AIM OF THE EXERCISE:
Copy out each line below containing "total".
SUPPLIED DATA START
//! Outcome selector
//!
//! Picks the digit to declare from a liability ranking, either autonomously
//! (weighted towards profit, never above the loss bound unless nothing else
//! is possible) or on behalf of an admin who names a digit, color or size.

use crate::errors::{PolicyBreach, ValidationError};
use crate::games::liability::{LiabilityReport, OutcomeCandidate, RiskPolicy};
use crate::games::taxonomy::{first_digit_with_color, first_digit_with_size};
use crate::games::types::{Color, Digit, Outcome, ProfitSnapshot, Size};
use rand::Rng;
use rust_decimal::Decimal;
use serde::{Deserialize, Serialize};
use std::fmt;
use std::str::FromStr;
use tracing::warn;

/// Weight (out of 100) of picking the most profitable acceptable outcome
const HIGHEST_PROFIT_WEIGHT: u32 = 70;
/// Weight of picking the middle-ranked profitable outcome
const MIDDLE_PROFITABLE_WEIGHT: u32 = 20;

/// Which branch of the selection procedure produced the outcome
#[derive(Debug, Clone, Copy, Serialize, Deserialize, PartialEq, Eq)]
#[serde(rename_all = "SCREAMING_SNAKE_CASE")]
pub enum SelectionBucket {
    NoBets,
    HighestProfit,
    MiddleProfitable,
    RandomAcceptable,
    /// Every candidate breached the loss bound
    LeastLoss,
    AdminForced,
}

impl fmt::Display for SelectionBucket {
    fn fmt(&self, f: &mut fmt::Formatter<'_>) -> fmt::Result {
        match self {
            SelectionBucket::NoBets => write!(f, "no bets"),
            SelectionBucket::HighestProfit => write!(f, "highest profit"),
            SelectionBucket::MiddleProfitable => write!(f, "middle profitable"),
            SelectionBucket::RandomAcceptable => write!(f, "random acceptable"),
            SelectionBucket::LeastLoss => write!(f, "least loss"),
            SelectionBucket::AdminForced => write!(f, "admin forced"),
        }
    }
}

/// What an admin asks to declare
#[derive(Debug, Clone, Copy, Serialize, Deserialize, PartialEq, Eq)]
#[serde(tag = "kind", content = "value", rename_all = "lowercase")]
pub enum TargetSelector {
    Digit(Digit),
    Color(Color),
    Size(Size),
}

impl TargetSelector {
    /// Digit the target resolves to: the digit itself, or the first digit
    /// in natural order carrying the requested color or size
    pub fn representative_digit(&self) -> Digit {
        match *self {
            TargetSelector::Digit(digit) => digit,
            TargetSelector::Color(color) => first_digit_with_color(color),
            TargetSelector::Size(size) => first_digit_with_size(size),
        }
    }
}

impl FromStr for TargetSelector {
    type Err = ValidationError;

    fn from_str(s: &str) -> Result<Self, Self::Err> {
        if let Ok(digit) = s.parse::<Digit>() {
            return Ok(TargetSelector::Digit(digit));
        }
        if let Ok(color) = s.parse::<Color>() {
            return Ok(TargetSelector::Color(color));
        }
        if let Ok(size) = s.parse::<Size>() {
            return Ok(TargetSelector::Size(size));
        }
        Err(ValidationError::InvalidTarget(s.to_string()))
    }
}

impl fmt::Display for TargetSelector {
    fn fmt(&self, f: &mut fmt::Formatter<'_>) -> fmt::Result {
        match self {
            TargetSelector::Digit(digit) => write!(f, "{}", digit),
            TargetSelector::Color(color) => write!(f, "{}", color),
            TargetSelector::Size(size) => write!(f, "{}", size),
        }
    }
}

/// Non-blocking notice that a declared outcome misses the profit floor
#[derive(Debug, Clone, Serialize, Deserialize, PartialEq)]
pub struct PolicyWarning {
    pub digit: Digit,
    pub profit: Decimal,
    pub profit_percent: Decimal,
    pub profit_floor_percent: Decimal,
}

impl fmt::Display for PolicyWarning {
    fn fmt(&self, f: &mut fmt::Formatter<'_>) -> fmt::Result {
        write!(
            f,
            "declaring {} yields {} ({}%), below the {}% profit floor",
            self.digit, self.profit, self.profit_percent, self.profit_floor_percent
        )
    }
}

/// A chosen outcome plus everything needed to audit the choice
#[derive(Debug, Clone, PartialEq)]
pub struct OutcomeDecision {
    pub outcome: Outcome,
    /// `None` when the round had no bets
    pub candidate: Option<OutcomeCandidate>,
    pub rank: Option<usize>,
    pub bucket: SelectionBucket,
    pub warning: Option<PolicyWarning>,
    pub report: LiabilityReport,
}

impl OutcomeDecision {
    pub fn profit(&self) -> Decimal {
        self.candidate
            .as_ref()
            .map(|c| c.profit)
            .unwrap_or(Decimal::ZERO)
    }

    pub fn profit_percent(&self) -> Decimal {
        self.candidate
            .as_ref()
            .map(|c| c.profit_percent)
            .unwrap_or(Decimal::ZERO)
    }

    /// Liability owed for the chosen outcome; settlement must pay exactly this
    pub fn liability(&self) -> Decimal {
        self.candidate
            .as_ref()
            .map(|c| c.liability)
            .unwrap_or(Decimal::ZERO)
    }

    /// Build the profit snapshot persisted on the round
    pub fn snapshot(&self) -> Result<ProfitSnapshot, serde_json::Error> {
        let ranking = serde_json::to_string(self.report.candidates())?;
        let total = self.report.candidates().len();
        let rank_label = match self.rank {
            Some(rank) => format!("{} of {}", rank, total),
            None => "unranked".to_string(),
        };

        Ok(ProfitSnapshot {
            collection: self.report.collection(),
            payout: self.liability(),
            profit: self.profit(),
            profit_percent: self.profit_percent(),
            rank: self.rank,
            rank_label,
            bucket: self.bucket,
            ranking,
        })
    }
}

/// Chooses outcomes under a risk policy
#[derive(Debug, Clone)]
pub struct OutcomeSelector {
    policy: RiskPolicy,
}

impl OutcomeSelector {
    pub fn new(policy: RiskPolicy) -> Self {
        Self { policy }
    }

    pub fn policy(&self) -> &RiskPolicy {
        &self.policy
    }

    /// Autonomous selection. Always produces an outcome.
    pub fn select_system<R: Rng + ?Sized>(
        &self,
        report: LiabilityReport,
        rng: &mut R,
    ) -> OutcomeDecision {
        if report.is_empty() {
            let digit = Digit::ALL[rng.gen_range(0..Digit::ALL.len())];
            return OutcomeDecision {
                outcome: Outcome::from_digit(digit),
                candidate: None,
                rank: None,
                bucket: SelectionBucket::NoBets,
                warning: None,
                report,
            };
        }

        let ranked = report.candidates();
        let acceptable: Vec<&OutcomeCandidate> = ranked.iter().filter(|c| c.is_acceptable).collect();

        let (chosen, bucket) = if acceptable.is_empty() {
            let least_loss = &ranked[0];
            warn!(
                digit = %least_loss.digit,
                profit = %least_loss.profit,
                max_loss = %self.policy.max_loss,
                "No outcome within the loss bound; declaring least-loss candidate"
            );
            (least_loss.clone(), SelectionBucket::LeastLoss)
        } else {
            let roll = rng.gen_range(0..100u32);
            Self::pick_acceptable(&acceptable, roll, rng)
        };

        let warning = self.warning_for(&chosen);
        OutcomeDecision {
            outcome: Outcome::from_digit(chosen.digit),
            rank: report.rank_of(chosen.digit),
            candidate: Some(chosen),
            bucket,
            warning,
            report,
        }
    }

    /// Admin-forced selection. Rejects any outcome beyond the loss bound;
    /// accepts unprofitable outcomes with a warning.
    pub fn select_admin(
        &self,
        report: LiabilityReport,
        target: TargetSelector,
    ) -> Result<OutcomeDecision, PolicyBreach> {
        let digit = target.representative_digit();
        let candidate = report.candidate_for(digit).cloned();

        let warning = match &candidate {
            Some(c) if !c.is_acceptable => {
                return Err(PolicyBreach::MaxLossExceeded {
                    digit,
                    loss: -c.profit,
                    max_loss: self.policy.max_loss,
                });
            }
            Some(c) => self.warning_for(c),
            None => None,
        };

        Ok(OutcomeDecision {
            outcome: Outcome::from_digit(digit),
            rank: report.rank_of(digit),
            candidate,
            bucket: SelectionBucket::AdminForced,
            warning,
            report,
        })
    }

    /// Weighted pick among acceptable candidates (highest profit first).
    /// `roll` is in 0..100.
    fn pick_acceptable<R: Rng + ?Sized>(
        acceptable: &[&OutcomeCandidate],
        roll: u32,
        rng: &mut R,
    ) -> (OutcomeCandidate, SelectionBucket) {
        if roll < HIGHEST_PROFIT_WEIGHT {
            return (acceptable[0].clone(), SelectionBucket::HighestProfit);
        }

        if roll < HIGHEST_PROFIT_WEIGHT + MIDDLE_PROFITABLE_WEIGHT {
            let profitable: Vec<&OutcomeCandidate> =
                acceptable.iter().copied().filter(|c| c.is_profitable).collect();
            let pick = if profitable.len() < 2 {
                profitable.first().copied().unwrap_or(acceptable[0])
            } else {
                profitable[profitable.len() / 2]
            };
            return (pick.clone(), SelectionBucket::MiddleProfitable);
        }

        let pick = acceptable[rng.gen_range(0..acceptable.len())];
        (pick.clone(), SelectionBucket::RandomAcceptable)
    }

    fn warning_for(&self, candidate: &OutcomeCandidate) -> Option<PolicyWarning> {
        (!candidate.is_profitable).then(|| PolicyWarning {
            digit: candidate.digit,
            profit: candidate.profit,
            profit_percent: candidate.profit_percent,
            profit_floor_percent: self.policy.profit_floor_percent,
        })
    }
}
SUPPLIED DATA END
THE COMPLETED TASK:
        let total = self.report.candidates().len();
            Some(rank) => format!("{} of {}", rank, total),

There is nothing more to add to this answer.